Currently, v.lpNorm<Infinity>() is implemented as v.cwiseAbs().maxCoeff(), which fails for the corner case of an empty vector. In many occasions, a result of 0 would be more convenient (and also consistent with other p-norms). Also, both Matlab's and Octave's norm(, inf) return 0 (although via interpreting  as a matrix instead of a vector and applying the matrix inf-norm definition).
Of course, one could always check for v.size() > 0 before invoking v.lpNorm<Infinity>(), but this looks inconvenient, especially in templated code where the norm type is a parameter.
Moving the check to src/Core/Dot.h, lpNorm_selector<..., Infinity> (line 233 in current dev branch) seems more appropriate.
Btw. Are there any plans of adding more specializations to lpNorm, e.g.
- v.lpNorm<0> ==> v.array().count()
- v.lpNorm<NegativeInfinity> ==> v.cwiseAbs().minCoeff()
(with a new constant Eigen::NegativeInfinity)
Regarding L_0, v.array().count() does not define a proper norm, and L_0 refers to another definition for mathematicians, i.e.: (v.abs()/(1+v.abs())).sum()/2^n
Regarding minus infinity, are there any use cases?

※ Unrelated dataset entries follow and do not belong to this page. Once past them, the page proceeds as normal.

//! Error types for the code execution subsystem
//!
//! Failures fall into four groups. Configuration errors are raised while an
//! executor or parser is being constructed and make it unusable. Transient
//! execution errors (spawn failures, timeouts, non-zero exits) are retried by
//! the executor's retry loop. Cancellation bypasses the remaining retries.
//! Missing invocation or session handles are unrecoverable for the call that
//! hit them.

use crate::core_types::CodeExecutionResult;
use std::time::Duration;
use thiserror::Error;

/// Returned when a built-in executor is asked to prepare a request for a model
/// that has no native code execution support.
#[derive(Error, Debug, Clone, PartialEq, Eq)]
#[error("Code execution is not supported for model '{model}' (supported model families: {supported})")]
pub struct UnsupportedModelError {
    pub model: String,
    pub supported: String,
}

#[derive(Error, Debug)]
pub enum CodeExecutorError {
    #[error("Configuration error: {0}")]
    Config(String),
    #[error(transparent)]
    UnsupportedModel(#[from] UnsupportedModelError),
    #[error("No invocation or session available to resolve the execution context")]
    MissingSession,
    #[error("Failed to spawn '{program}': {source}")]
    Spawn {
        program: String,
        #[source]
        source: std::io::Error,
    },
    #[error("Code exited with status {exit_code}")]
    NonZeroExit {
        exit_code: i64,
        result: Box<CodeExecutionResult>,
    },
    #[error("Code execution timed out after {timeout:?}")]
    Timeout {
        timeout: Duration,
        result: Box<CodeExecutionResult>,
    },
    #[error("Code execution was cancelled")]
    Cancelled,
    #[error("Container runtime error: {0}")]
    Docker(#[from] bollard::errors::Error),
    #[error("{0}")]
    Container(String),
    #[error("I/O error during code execution: {0}")]
    Io(#[from] std::io::Error),
    #[error("Serialization error: {0}")]
    Serialization(#[from] serde_json::Error),
    #[error("Code execution failed after {attempts} attempt(s): {source}")]
    RetriesExhausted {
        attempts: u32,
        result: Box<CodeExecutionResult>,
        #[source]
        source: Box<CodeExecutorError>,
    },
}

impl CodeExecutorError {
    /// Wraps a container runtime error with the operation that produced it.
    pub fn container(operation: &str, err: impl std::fmt::Display) -> Self {
        CodeExecutorError::Container(format!("failed to {}: {}", operation, err))
    }

    /// The result captured alongside the error, if the backend produced one.
    pub fn partial_result(&self) -> Option<&CodeExecutionResult> {
        match self {
            CodeExecutorError::NonZeroExit { result, .. }
            | CodeExecutorError::Timeout { result, .. }
            | CodeExecutorError::RetriesExhausted { result, .. } => Some(&**result),
            _ => None,
        }
    }

    pub fn is_timeout(&self) -> bool {
        match self {
            CodeExecutorError::Timeout { .. } => true,
            CodeExecutorError::RetriesExhausted { source, .. } => source.is_timeout(),
            _ => false,
        }
    }
}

Using \ell_0 as "counting norm" is not completely uncommon:
But, I guess using v.array().count() would definitely be less confusing here.

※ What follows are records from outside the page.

use std::net::SocketAddr;
use std::path::PathBuf;
use std::sync::Arc;
use std::time::Duration;

use anyhow::Context;
use clap::Parser;
use tokio::net::TcpListener;
use tokio_util::sync::CancellationToken;
use tracing_subscriber::EnvFilter;

use tollgate::approval::ApprovalTransport;
use tollgate::approval::terminal::TerminalTransport;
use tollgate::catalog::OpenApiCatalog;
use tollgate::mediate::Mediator;
use tollgate::policy::PolicyStore;
use tollgate::server;
use tollgate::server::AppState;
use tollgate::tls;
use tollgate::upstream::UpstreamClient;

/// A TLS-terminating forward proxy that mediates credential use through
/// human-in-the-loop approvals.
#[derive(Debug, Parser)]
#[command(name = "tollgate", version)]
struct Opt {
    /// Path to the persisted configuration document.
    #[arg(long, env = "TOLLGATE_CONFIG", default_value = "tollgate.json")]
    config: PathBuf,

    /// Plaintext listener address.
    #[arg(long, default_value = "0.0.0.0:80")]
    listen: SocketAddr,

    /// TLS listener address.
    #[arg(long, default_value = "0.0.0.0:443")]
    tls_listen: SocketAddr,

    /// Directory of per-hostname leaf certificates (`<host>.crt` /
    /// `<host>.key`). Without it the TLS listener is disabled.
    #[arg(long, env = "TOLLGATE_CERT_DIR")]
    cert_dir: Option<PathBuf>,

    /// Seconds to wait for the operator before a prompt times out.
    #[arg(long, default_value_t = 240)]
    approval_timeout: u64,

    /// Run without an approval transport: every unmatched mediated request
    /// is rejected.
    #[arg(long)]
    no_approvals: bool,

    /// Log filter, e.g. `info` or `tollgate=debug`.
    #[arg(long, env = "TOLLGATE_LOG", default_value = "info")]
    log: String,
}

#[tokio::main]
async fn main() -> anyhow::Result<()> {
    let opt = Opt::parse();
    tracing_subscriber::fmt()
        .with_env_filter(EnvFilter::try_new(&opt.log).context("invalid log filter")?)
        .with_writer(std::io::stderr)
        .init();
    let _ = rustls::crypto::ring::default_provider().install_default();

    let store = Arc::new(
        PolicyStore::load(&opt.config)
            .with_context(|| format!("loading configuration from {}", opt.config.display()))?,
    );
    let catalog = Arc::new(OpenApiCatalog::load(&store.snapshot(), &reqwest::Client::new()).await);
    let transport: Option<Arc<dyn ApprovalTransport>> = if opt.no_approvals {
        None
    } else {
        Some(Arc::new(TerminalTransport::new(Duration::from_secs(
            opt.approval_timeout,
        ))))
    };
    let mediator = Arc::new(Mediator::new(Arc::clone(&store), transport, catalog));
    let upstream = Arc::new(UpstreamClient::new().context("building upstream client")?);
    let shutdown = CancellationToken::new();

    let mut listeners = tokio::task::JoinSet::new();

    let plain_state = Arc::new(AppState::new(
        Arc::clone(&mediator),
        Arc::clone(&store),
        Arc::clone(&upstream),
        "http",
        shutdown.clone(),
    ));
    let plain_listener = TcpListener::bind(opt.listen)
        .await
        .with_context(|| format!("binding {}", opt.listen))?;
    tracing::info!(addr = %opt.listen, "plaintext listener ready");
    listeners.spawn(server::run_plain(
        plain_listener,
        server::router(plain_state),
        shutdown.clone(),
    ));

    match opt.cert_dir {
        Some(cert_dir) => {
            let tls_state = Arc::new(AppState::new(
                Arc::clone(&mediator),
                Arc::clone(&store),
                Arc::clone(&upstream),
                "https",
                shutdown.clone(),
            ));
            let tls_listener = TcpListener::bind(opt.tls_listen)
                .await
                .with_context(|| format!("binding {}", opt.tls_listen))?;
            tracing::info!(addr = %opt.tls_listen, "TLS listener ready");
            listeners.spawn(server::run_tls(
                tls_listener,
                server::router(tls_state),
                tls::server_config(cert_dir),
                shutdown.clone(),
            ));
        }
        None => {
            tracing::warn!("no --cert-dir given; TLS listener disabled");
        }
    }

    tokio::select! {
        _ = tokio::signal::ctrl_c() => {
            tracing::info!("shutting down");
        }
        Some(finished) = listeners.join_next() => {
            finished.context("listener task panicked")??;
        }
    }
    shutdown.cancel();
    while let Some(finished) = listeners.join_next().await {
        finished.context("listener task panicked")??;
    }
    Ok(())
}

The same goes for v.cwiseAbs().minCoeff() instead of lpNorm<NegativeInfinity>();
We could also consider providing a v.lpNorm(const RealScalar& p) function (allowing non-integer p), which for for p<1 returns the corresponding pseudo norm (however, for p-->0 the natural limit for anything with more than one non-zero would be infinity instead of .array().count() -- and for floating point values checking != 0.0 actually is often meaningless ...)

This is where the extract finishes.